[Stored items]
use serde::{Deserialize, Serialize};
use std::path::{Path, PathBuf};
use thiserror::Error;

#[derive(Debug, Error)]
pub enum ConfigError {
    #[error("Failed to read config file at {config_path}: {source}")]
    ConfigReadError {
        config_path: PathBuf,
        source: std::io::Error,
    },

    #[error("Failed to parse config file at {config_path}: {source}")]
    ConfigParseError {
        config_path: PathBuf,
        source: toml::de::Error,
    },
}

/// How message bodies mark paragraph continuation.
#[derive(Debug, Clone, Copy, Default, PartialEq, Eq, Serialize, Deserialize)]
#[serde(rename_all = "lowercase")]
pub enum BodyFormat {
    /// Archived list bodies: paragraphs end on blank lines.
    #[default]
    Legacy,
    /// `format=flowed` bodies (RFC 3676): a trailing space continues the paragraph.
    Flowed,
}

#[derive(Debug, Clone, Default, PartialEq, Eq, Serialize, Deserialize)]
#[serde(default)]
pub struct BodyConfig {
    pub format: BodyFormat,
}

#[derive(Debug, Clone, PartialEq, Eq, Serialize, Deserialize)]
#[serde(default)]
pub struct RenderConfig {
    /// Spaces written per nesting level in the rendered markup.
    pub indent_width: usize,
}

impl Default for RenderConfig {
    fn default() -> Self {
        Self { indent_width: 2 }
    }
}

#[derive(Debug, Clone, PartialEq, Eq, Serialize, Deserialize)]
#[serde(default)]
pub struct SearchConfig {
    /// Characters kept when summarising a message for the search index.
    pub summary_len: usize,
}

impl Default for SearchConfig {
    fn default() -> Self {
        Self { summary_len: 400 }
    }
}

#[derive(Debug, Clone, Default, PartialEq, Eq, Serialize, Deserialize)]
#[serde(default)]
pub struct Config {
    pub body: BodyConfig,
    pub render: RenderConfig,
    pub search: SearchConfig,
}

impl Config {
    pub fn load_from_path<P: AsRef<Path>>(config_path: P) -> Result<Option<Self>, ConfigError> {
        let config_path = config_path.as_ref();
        if !config_path.exists() {
            return Ok(None);
        }

        let content = std::fs::read_to_string(config_path).map_err(|source| {
            ConfigError::ConfigReadError {
                config_path: config_path.to_path_buf(),
                source,
            }
        })?;

        let config: Config =
            toml::from_str(&content).map_err(|source| ConfigError::ConfigParseError {
                config_path: config_path.to_path_buf(),
                source,
            })?;

        Ok(Some(config))
    }

    pub fn load() -> Result<Option<Self>, ConfigError> {
        let config_path = Self::config_path();
        Self::load_from_path(&config_path)
    }

    pub fn save_to_path<P: AsRef<Path>>(&self, config_path: P) -> anyhow::Result<()> {
        let config_path = config_path.as_ref();
        if let Some(parent) = config_path.parent() {
            std::fs::create_dir_all(parent)?;
        }
        let content = toml::to_string_pretty(self)?;
        std::fs::write(config_path, content)?;
        Ok(())
    }

    pub fn save(&self) -> anyhow::Result<()> {
        let config_path = Self::config_path();
        self.save_to_path(&config_path)
    }

    pub fn config_path() -> PathBuf {
        let config_dir = shellexpand::tilde("~/.config/yg-reader");
        PathBuf::from(config_dir.as_ref()).join("config.toml")
    }
}

#[cfg(test)]
mod tests {
    use super::*;
    use pretty_assertions::assert_eq;
    use tempfile::TempDir;

    #[test]
    fn test_config_path() {
        let config_path = Config::config_path();
        let path_str = config_path.to_string_lossy();

        assert!(!path_str.starts_with('~'));
        assert!(path_str.ends_with(".config/yg-reader/config.toml"));
    }

    #[test]
    fn test_defaults() {
        let config = Config::default();

        assert_eq!(config.body.format, BodyFormat::Legacy);
        assert_eq!(config.render.indent_width, 2);
        assert_eq!(config.search.summary_len, 400);
    }

    #[test]
    fn test_config_serialization_roundtrip() {
        let original = Config {
            body: BodyConfig {
                format: BodyFormat::Flowed,
            },
            render: RenderConfig { indent_width: 4 },
            search: SearchConfig { summary_len: 120 },
        };

        let toml_str = toml::to_string(&original).unwrap();
        let deserialized: Config = toml::from_str(&toml_str).unwrap();

        assert_eq!(original, deserialized);
    }

    #[test]
    fn test_partial_config_uses_defaults() {
        let config_content = r#"
[body]
format = "flowed"
"#;

        let config: Config = toml::from_str(config_content).unwrap();

        assert_eq!(config.body.format, BodyFormat::Flowed);
        assert_eq!(config.render, RenderConfig::default());
        assert_eq!(config.search, SearchConfig::default());
    }

    #[test]
    fn test_empty_config_is_default() {
        let config: Config = toml::from_str("").unwrap();

        assert_eq!(config, Config::default());
    }

    #[test]
    fn test_unknown_format_is_rejected() {
        let config_content = r#"
[body]
format = "html"
"#;

        assert!(toml::from_str::<Config>(config_content).is_err());
    }

    #[test]
    fn test_load_config_file_not_found() {
        let temp_dir = TempDir::new().unwrap();
        let non_existent_config = temp_dir.path().join("nonexistent.toml");

        let result = Config::load_from_path(&non_existent_config).unwrap();

        assert!(result.is_none());
    }

    #[test]
    fn test_load_config_parse_error_reports_path() {
        let temp_dir = TempDir::new().unwrap();
        let config_file = temp_dir.path().join("config.toml");
        std::fs::write(&config_file, "[render\nindent_width = ").unwrap();

        let err = Config::load_from_path(&config_file).unwrap_err();

        assert!(matches!(err, ConfigError::ConfigParseError { .. }));
        assert!(err.to_string().contains("config.toml"));
    }

    #[test]
    fn test_save_and_load_config() {
        let temp_dir = TempDir::new().unwrap();
        let config_file = temp_dir.path().join("nested").join("config.toml");
        let test_config = Config {
            render: RenderConfig { indent_width: 3 },
            ..Config::default()
        };

        test_config.save_to_path(&config_file).unwrap();

        let loaded_config = Config::load_from_path(&config_file).unwrap().unwrap();

        assert_eq!(loaded_config, test_config);
    }
}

# Directions
Which lines above run from the one containing "to read config" to the one containing "pub struct RenderConfig"? Give them again exactly, both ends included.

# Exercise answer
    #[error("Failed to read config file at {config_path}: {source}")]
    ConfigReadError {
        config_path: PathBuf,
        source: std::io::Error,
    },

    #[error("Failed to parse config file at {config_path}: {source}")]
    ConfigParseError {
        config_path: PathBuf,
        source: toml::de::Error,
    },
}

/// How message bodies mark paragraph continuation.
#[derive(Debug, Clone, Copy, Default, PartialEq, Eq, Serialize, Deserialize)]
#[serde(rename_all = "lowercase")]
pub enum BodyFormat {
    /// Archived list bodies: paragraphs end on blank lines.
    #[default]
    Legacy,
    /// `format=flowed` bodies (RFC 3676): a trailing space continues the paragraph.
    Flowed,
}

#[derive(Debug, Clone, Default, PartialEq, Eq, Serialize, Deserialize)]
#[serde(default)]
pub struct BodyConfig {
    pub format: BodyFormat,
}

#[derive(Debug, Clone, PartialEq, Eq, Serialize, Deserialize)]
#[serde(default)]
pub struct RenderConfig {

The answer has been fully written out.